Julian Assange’s rise to global notoriety has been lightning quick. His whistleblower website Wikileaks began merely as an inspired idea written on a piece of paper and placed in his Carlton bedroom in the inner city suburb of Melbourne. Early on Assange assumed that leaking government secrets would set the world on fire. This did not happen. The world, it appears, did not share Assange’s moral outrage. All of that would change when Wikileaks released a video in April 2010 the site labelled ‘Collateral Murder’, a classified US military video showing the killing of over a dozen people – including two Reuters news staff.
The theory behind Wikileaks is that complex and powerful bureaucracies rely on secrecy, and that once their ability to communicate in this clandestine manner is removed it makes it more difficult for them to exist. Therefore powerful institutions can be crippled by exposing (or rather leaking) their secrets. Basically taking away an organisation’s ability to harbour secrets is like taking away its oxygen, according to Assange’s political philosophy. It reduces the powerful organisation’s ability to communicate within itself; it makes it dysfunctional.
As Assange writes:
“The more secretive or unjust an organisation is, the more leaks induce fear and paranoia in its leadership and planning coterie…. Since unjust systems, by their nature, induce opponents, and in many places barely have the upper hand, mass leaking leaves them exquisitely vulnerable to those who seek to replace them with more open forms of governance.”
Julian Assange, Electronic Media and the Threat to the Status Quo
The Most Dangerous Man in the World explores three main themes: the character of Assange; the old print and new electronic media; and how powerful political systems react to the threat of having their secrets exposed.

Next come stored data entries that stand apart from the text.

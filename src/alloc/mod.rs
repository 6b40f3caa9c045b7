//! Caller-supplied storage for decoded buffer payloads
//!
//! By default decoded bytes (data URIs, the GLB binary chunk) are owned by
//! the [`crate::Asset`] as [`crate::DataSource::Array`]. A parser configured
//! with a [`BufferAllocator`] instead hands those bytes to the allocator and
//! records the returned handle as [`crate::DataSource::CustomBuffer`].

pub mod memory;

use crate::error::Result;
use crate::mime::MimeType;
use std::fmt::{self, Debug};

/// Opaque handle returned by a [`BufferAllocator`]
#[derive(Debug, Clone, Copy, PartialEq, Eq, Hash, PartialOrd, Ord)]
pub struct CustomBufferId(pub u64);

impl fmt::Display for CustomBufferId {
    fn fmt(&self, f: &mut fmt::Formatter<'_>) -> fmt::Result {
        write!(f, "#{}", self.0)
    }
}

/// Storage backend for decoded payloads
///
/// The parser calls [`allocate`](Self::allocate) once per payload and then
/// [`write`](Self::write) with the full byte range.
///
/// # Example
/// ```ignore
/// let allocator = Arc::new(MemoryAllocator::new());
/// let mut parser = Parser::new(Extensions::empty()).with_allocator(allocator.clone());
/// ```
pub trait BufferAllocator: Send + Sync + Debug {
    /// Reserve `size` bytes for a payload of the given MIME type
    fn allocate(&self, size: usize, mime_type: MimeType) -> Result<CustomBufferId>;

    /// Copy `data` into a reserved region at `offset`
    fn write(&self, id: CustomBufferId, offset: usize, data: &[u8]) -> Result<()>;

    /// Release a region (optional cleanup)
    fn release(&self, _id: CustomBufferId) {
        // Default: storage lives as long as the allocator
    }

    /// Get the name of this backend (for debugging)
    fn backend_name(&self) -> &'static str;
}

/// Allocate and fill a region in one step
pub(crate) fn store(
    allocator: &dyn BufferAllocator,
    bytes: &[u8],
    mime_type: MimeType,
) -> Result<CustomBufferId> {
    let id = allocator.allocate(bytes.len(), mime_type)?;
    allocator.write(id, 0, bytes)?;
    log::trace!(
        "stored {} bytes in {} buffer {id}",
        bytes.len(),
        allocator.backend_name()
    );
    Ok(id)
}

pub use memory::MemoryAllocator;

#[cfg(test)]
mod tests {
    use super::*;

    #[test]
    fn test_store_allocates_and_writes() {
        let allocator = MemoryAllocator::new();
        let id = store(&allocator, &[9, 8, 7], MimeType::OctetStream).unwrap();
        assert_eq!(allocator.read(id), Some(vec![9, 8, 7]));
    }

    #[test]
    fn test_id_display() {
        assert_eq!(CustomBufferId(12).to_string(), "#12");
    }
}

Andrew Fowler, a journalist with the ABC, has written a well-considered and thoughtful book about the whole Wikileaks phenomenon, and the mercurial character of Julian Assange. Usually these types of books are quickly knocked up, and are little more than cut-and-paste jobs that lazily skim the surface. As a globetrotting journalist immersed in international politics and media, Fowler brings a refreshing range and subtlety of analysis to his subject. He has also interviewed Assange, for the ABC’s Foreign Correspondent program.
The question that most often comes to mind when assessing the cultural significance of Julian Assange is whether he is a freedom warrior, a scourge of despots the world over, or an over hyped computer nerd living in a world of instant media fame.
In Fowler’s portrait, Assange comes across as a bit of an international hobo, travelling the world and staying wherever friends will put him up, but with no fixed address of his own. His essential character is as hard to pin down as his fixed address. Obviously highly intelligent and also creative, he has jokingly described himself as a bit autistic. He also has a tendency to flip friendships into disgruntled enemies with alarming alacrity.
From all the information that Fowler puts forward on Assange, it’s hard to take him seriously as a Messiah of the Internet age. Information technology, with its inexorable march towards complete openness, always made Wikileaks seem like a child predestined to be born. An early supporter of Assange, the Pentagon Papers whistleblower Daniel Ellsberg, has said he identifies more with Bradley Manning, the 22 year old soldier who leaked the mammoth cache of classified documents to Wikileaks, than with Assange himself. Assange, afterall, is publisher of leaked documents, not the actual leaker. Manning faces life in jail, whereas whether Assange will ever be given a prison sentence seems unlikely.
What The Most Dangerous Man in the World really highlights is the intersection between the work of journalism and the free-for-all world of Internet publishing, where there is no editor, only individuals self-publishing and Google’s mysterious algorithm, which ranks search engine queries as a sort of machine-editor. In the end it was Assange who approached various media outlets to seek advice on how to sort through the material from the leaked US cables. On his own, as a rogue publisher, he made serious editorial mistakes by not redacting names from the Afghanistan war logs, thereby potentially putting lives at risk. Maybe this is Fowler’s journalistic bias coming through in the text, but it seems that editors and journalists are still more important than the absolute freedom of information. Information still needs to be assessed and sorted; individuals need to have their privacy protected from leaks that may endanger their lives, careers or reputations.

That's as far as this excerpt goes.